A diagram showing two aircraft paths, the lower of which would trigger GPWS

A Ground Proximity Warning System (GPWS) is a system designed to alert pilots if their aircraft is in immediate danger of flying into the ground or an obstacle. The United States Federal Aviation Administration (FAA) defines GPWS as a type of terrain awareness and warning system (TAWS). More advanced systems, introduced in 1996, are known as enhanced ground proximity warning systems (EGPWS), a modern type of TAWS.

==History==

In the late 1960s, a series of controlled flight into terrain (CFIT) accidents took the lives of hundreds of people. A CFIT accident is one where a properly functioning airplane under the control of a fully qualified and certified crew is flown into terrain, water or obstacles with no apparent awareness on the part of the crew.

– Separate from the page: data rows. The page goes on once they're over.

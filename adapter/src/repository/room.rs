use crate::{
    database::{model::room::RoomRow, ConnectionPool},
    redis::{
        model::{RedisKey, RedisValue},
        RedisClient,
    },
};
use async_trait::async_trait;
use derive_new::new;
use kernel::{
    model::{
        id::RoomId,
        room::{
            event::{CreateRoom, DeleteRoom, UpdateRoom},
            Room,
        },
    },
    repository::room::RoomRepository,
};
use shared::error::{AppError, AppResult};
use std::sync::Arc;

const ROOM_LIST_CACHE_TTL: u64 = 60;

pub struct RoomListKey;

impl RedisKey for RoomListKey {
    type Value = RoomListValue;

    fn inner(&self) -> String {
        "rooms".to_string()
    }
}

pub struct RoomListValue(Vec<RoomRow>);

impl RedisValue for RoomListValue {
    fn inner(&self) -> String {
        serde_json::to_string(&self.0).unwrap_or_default()
    }
}

impl TryFrom<String> for RoomListValue {
    type Error = AppError;

    fn try_from(value: String) -> Result<Self, Self::Error> {
        serde_json::from_str(&value)
            .map(Self)
            .map_err(|e| AppError::ConversionEntityError(e.to_string()))
    }
}

#[derive(new)]
pub struct RoomRepositoryImpl {
    db: ConnectionPool,
    kv: Arc<RedisClient>,
}

#[async_trait]
impl RoomRepository for RoomRepositoryImpl {
    async fn create(&self, event: CreateRoom) -> AppResult<Room> {
        let room_id = RoomId::new();
        let res = sqlx::query(
            r#"
                INSERT INTO rooms (room_id, room_number, room_type, price_per_night, status)
                VALUES ($1, $2, $3, $4, $5)
            "#,
        )
        .bind(room_id)
        .bind(&event.room_number)
        .bind(&event.room_type)
        .bind(event.price_per_night)
        .bind(event.status.as_ref())
        .execute(self.db.inner_ref())
        .await
        .map_err(AppError::SpecificOperationError)?;

        if res.rows_affected() < 1 {
            return Err(AppError::NoRowsAffectedError(
                "no room record has been created".into(),
            ));
        }

        self.evict_room_list().await;

        Ok(Room {
            id: room_id,
            room_number: event.room_number,
            room_type: event.room_type,
            price_per_night: event.price_per_night,
            status: event.status,
        })
    }

    // Read-through: a cache hit skips the database entirely; a cache outage
    // degrades to a plain query, never to an error.
    async fn find_all(&self) -> AppResult<Vec<Room>> {
        match self.kv.get(&RoomListKey).await {
            Ok(Some(RoomListValue(rows))) => {
                tracing::debug!("serving room list from cache");
                return rows.into_iter().map(Room::try_from).collect();
            }
            Ok(None) => {}
            Err(e) => {
                tracing::warn!(error = %e, "room list cache read failed, falling back to database");
            }
        }

        let rows = sqlx::query_as::<_, RoomRow>(
            r#"
                SELECT room_id, room_number, room_type, price_per_night, status
                FROM rooms
                ORDER BY room_number ASC
            "#,
        )
        .fetch_all(self.db.inner_ref())
        .await
        .map_err(AppError::SpecificOperationError)?;

        if let Err(e) = self
            .kv
            .set_ex(&RoomListKey, &RoomListValue(rows.clone()), ROOM_LIST_CACHE_TTL)
            .await
        {
            tracing::warn!(error = %e, "room list cache write failed");
        }

        rows.into_iter().map(Room::try_from).collect()
    }

    async fn find_by_id(&self, room_id: RoomId) -> AppResult<Option<Room>> {
        let row = sqlx::query_as::<_, RoomRow>(
            r#"
                SELECT room_id, room_number, room_type, price_per_night, status
                FROM rooms
                WHERE room_id = $1
            "#,
        )
        .bind(room_id)
        .fetch_optional(self.db.inner_ref())
        .await
        .map_err(AppError::SpecificOperationError)?;

        row.map(Room::try_from).transpose()
    }

    async fn update(&self, event: UpdateRoom) -> AppResult<()> {
        let res = sqlx::query(
            r#"
                UPDATE rooms
                SET room_number = $1, room_type = $2, price_per_night = $3, status = $4
                WHERE room_id = $5
            "#,
        )
        .bind(&event.room_number)
        .bind(&event.room_type)
        .bind(event.price_per_night)
        .bind(event.status.as_ref())
        .bind(event.room_id)
        .execute(self.db.inner_ref())
        .await
        .map_err(AppError::SpecificOperationError)?;

        if res.rows_affected() < 1 {
            return Err(AppError::EntityNotFound("specified room not found".into()));
        }

        self.evict_room_list().await;

        Ok(())
    }

    async fn delete(&self, event: DeleteRoom) -> AppResult<()> {
        let res = sqlx::query("DELETE FROM rooms WHERE room_id = $1")
            .bind(event.room_id)
            .execute(self.db.inner_ref())
            .await
            .map_err(AppError::SpecificOperationError)?;

        if res.rows_affected() < 1 {
            return Err(AppError::EntityNotFound("specified room not found".into()));
        }

        self.evict_room_list().await;

        Ok(())
    }
}

impl RoomRepositoryImpl {
    // Failed evictions are tolerated: readers then either also miss the
    // cache (outage) or see data at most ROOM_LIST_CACHE_TTL seconds old.
    async fn evict_room_list(&self) {
        if let Err(e) = self.kv.delete(&RoomListKey).await {
            tracing::warn!(error = %e, "room list cache eviction failed");
        }
    }
}

#[cfg(test)]
mod tests {
    use super::*;
    use kernel::model::room::RoomStatus;
    use rust_decimal_macros::dec;
    use shared::config::RedisConfig;

    // Port with no listener: every cache call fails fast, which is exactly
    // the degradation path under test.
    fn unreachable_redis() -> Arc<RedisClient> {
        let config = RedisConfig {
            host: "127.0.0.1".into(),
            port: 6399,
        };
        Arc::new(RedisClient::new(&config).unwrap())
    }

    #[sqlx::test(migrations = "../migrations")]
    async fn register_list_update_delete_room(pool: sqlx::PgPool) -> anyhow::Result<()> {
        let repo = RoomRepositoryImpl::new(ConnectionPool::new(pool), unreachable_redis());

        repo.create(CreateRoom {
            room_number: "202".into(),
            room_type: "Double".into(),
            price_per_night: dec!(150.00),
            status: RoomStatus::Available,
        })
        .await?;
        let created = repo
            .create(CreateRoom {
                room_number: "101".into(),
                room_type: "Single".into(),
                price_per_night: dec!(90.00),
                status: RoomStatus::Available,
            })
            .await?;

        // ordered by room number even though insertion order differs
        let rooms = repo.find_all().await?;
        assert_eq!(rooms.len(), 2);
        assert_eq!(rooms[0].room_number, "101");
        assert_eq!(rooms[1].room_number, "202");

        let found = repo.find_by_id(created.id).await?;
        assert!(found.is_some());
        assert_eq!(found.unwrap().price_per_night, dec!(90.00));

        repo.update(UpdateRoom {
            room_id: created.id,
            room_number: "101".into(),
            room_type: "Single".into(),
            price_per_night: dec!(95.00),
            status: RoomStatus::Unavailable,
        })
        .await?;

        let updated = repo.find_by_id(created.id).await?.unwrap();
        assert_eq!(updated.price_per_night, dec!(95.00));
        assert_eq!(updated.status, RoomStatus::Unavailable);

        repo.delete(DeleteRoom {
            room_id: created.id,
        })
        .await?;
        assert!(repo.find_by_id(created.id).await?.is_none());
        assert_eq!(repo.find_all().await?.len(), 1);

        Ok(())
    }

    #[sqlx::test(migrations = "../migrations")]
    async fn missing_room_update_is_not_found(pool: sqlx::PgPool) -> anyhow::Result<()> {
        let repo = RoomRepositoryImpl::new(ConnectionPool::new(pool), unreachable_redis());

        let res = repo
            .update(UpdateRoom {
                room_id: RoomId::new(),
                room_number: "900".into(),
                room_type: "Suite".into(),
                price_per_night: dec!(300.00),
                status: RoomStatus::Available,
            })
            .await;

        assert!(matches!(res, Err(AppError::EntityNotFound(_))));

        Ok(())
    }
}
use axum::{
    http::StatusCode,
    response::{IntoResponse, Response},
    Json,
};
use serde_json::json;
use thiserror::Error;

#[derive(Debug, Error)]
pub enum AppError {
    #[error("{0}")]
    UnprocessableEntity(String),
    #[error("{0}")]
    EntityNotFound(String),
    #[error("{0}")]
    BookingConflict(String),
    #[error("{0}")]
    ValidationError(#[from] garde::Report),
    #[error("transaction could not be executed")]
    TransactionError(#[source] sqlx::Error),
    #[error("database operation failed")]
    SpecificOperationError(#[source] sqlx::Error),
    #[error("no rows affected: {0}")]
    NoRowsAffectedError(String),
    #[error("{0}")]
    KeyValueStoreError(#[from] redis::RedisError),
    #[error("{0}")]
    BcryptError(#[from] bcrypt::BcryptError),
    #[error("{0}")]
    ConvertToUuidError(#[from] uuid::Error),
    #[error("login failed")]
    UnauthenticatedError,
    #[error("authentication required")]
    UnauthorizedError,
    #[error("operation not permitted")]
    ForbiddenOperation,
    #[error("{0}")]
    ConversionEntityError(String),
}

impl AppError {
    fn status_code(&self) -> StatusCode {
        match self {
            AppError::UnprocessableEntity(_) => StatusCode::UNPROCESSABLE_ENTITY,
            AppError::EntityNotFound(_) => StatusCode::NOT_FOUND,
            AppError::BookingConflict(_) => StatusCode::CONFLICT,
            AppError::ValidationError(_) | AppError::ConvertToUuidError(_) => {
                StatusCode::BAD_REQUEST
            }
            AppError::UnauthenticatedError | AppError::UnauthorizedError => {
                StatusCode::UNAUTHORIZED
            }
            AppError::ForbiddenOperation => StatusCode::FORBIDDEN,
            AppError::TransactionError(_)
            | AppError::SpecificOperationError(_)
            | AppError::NoRowsAffectedError(_)
            | AppError::KeyValueStoreError(_)
            | AppError::BcryptError(_)
            | AppError::ConversionEntityError(_) => StatusCode::INTERNAL_SERVER_ERROR,
        }
    }
}

impl IntoResponse for AppError {
    fn into_response(self) -> Response {
        let status_code = self.status_code();
        // infrastructure failures are reported generically, without internal detail
        let message = if status_code.is_server_error() {
            tracing::error!(
                error.cause_chain = ?self,
                error.message = %self,
                "unexpected error happened"
            );
            "unexpected error happened on server side".to_string()
        } else {
            self.to_string()
        };

        (
            status_code,
            Json(json!({ "success": false, "message": message })),
        )
            .into_response()
    }
}

pub type AppResult<T> = Result<T, AppError>;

Beginning in the early 1970s, a number of studies examined the occurrence of CFIT accidents. Findings from these studies indicated that many such accidents could have been avoided if a warning device called a ground proximity warning system (GPWS) had been used. As a result of these studies and recommendations from the U.S. National Transportation Safety Board (NTSB), in 1974, the FAA required all large turbine and turbojet airplanes to install TSO-approved GPWS equipment.

The UN International Civil Aviation Organization (ICAO), recommended the installation of GPWS in 1979.

C. Donald Bateman, a Canadian-born engineer, developed and is credited with the invention of GPWS.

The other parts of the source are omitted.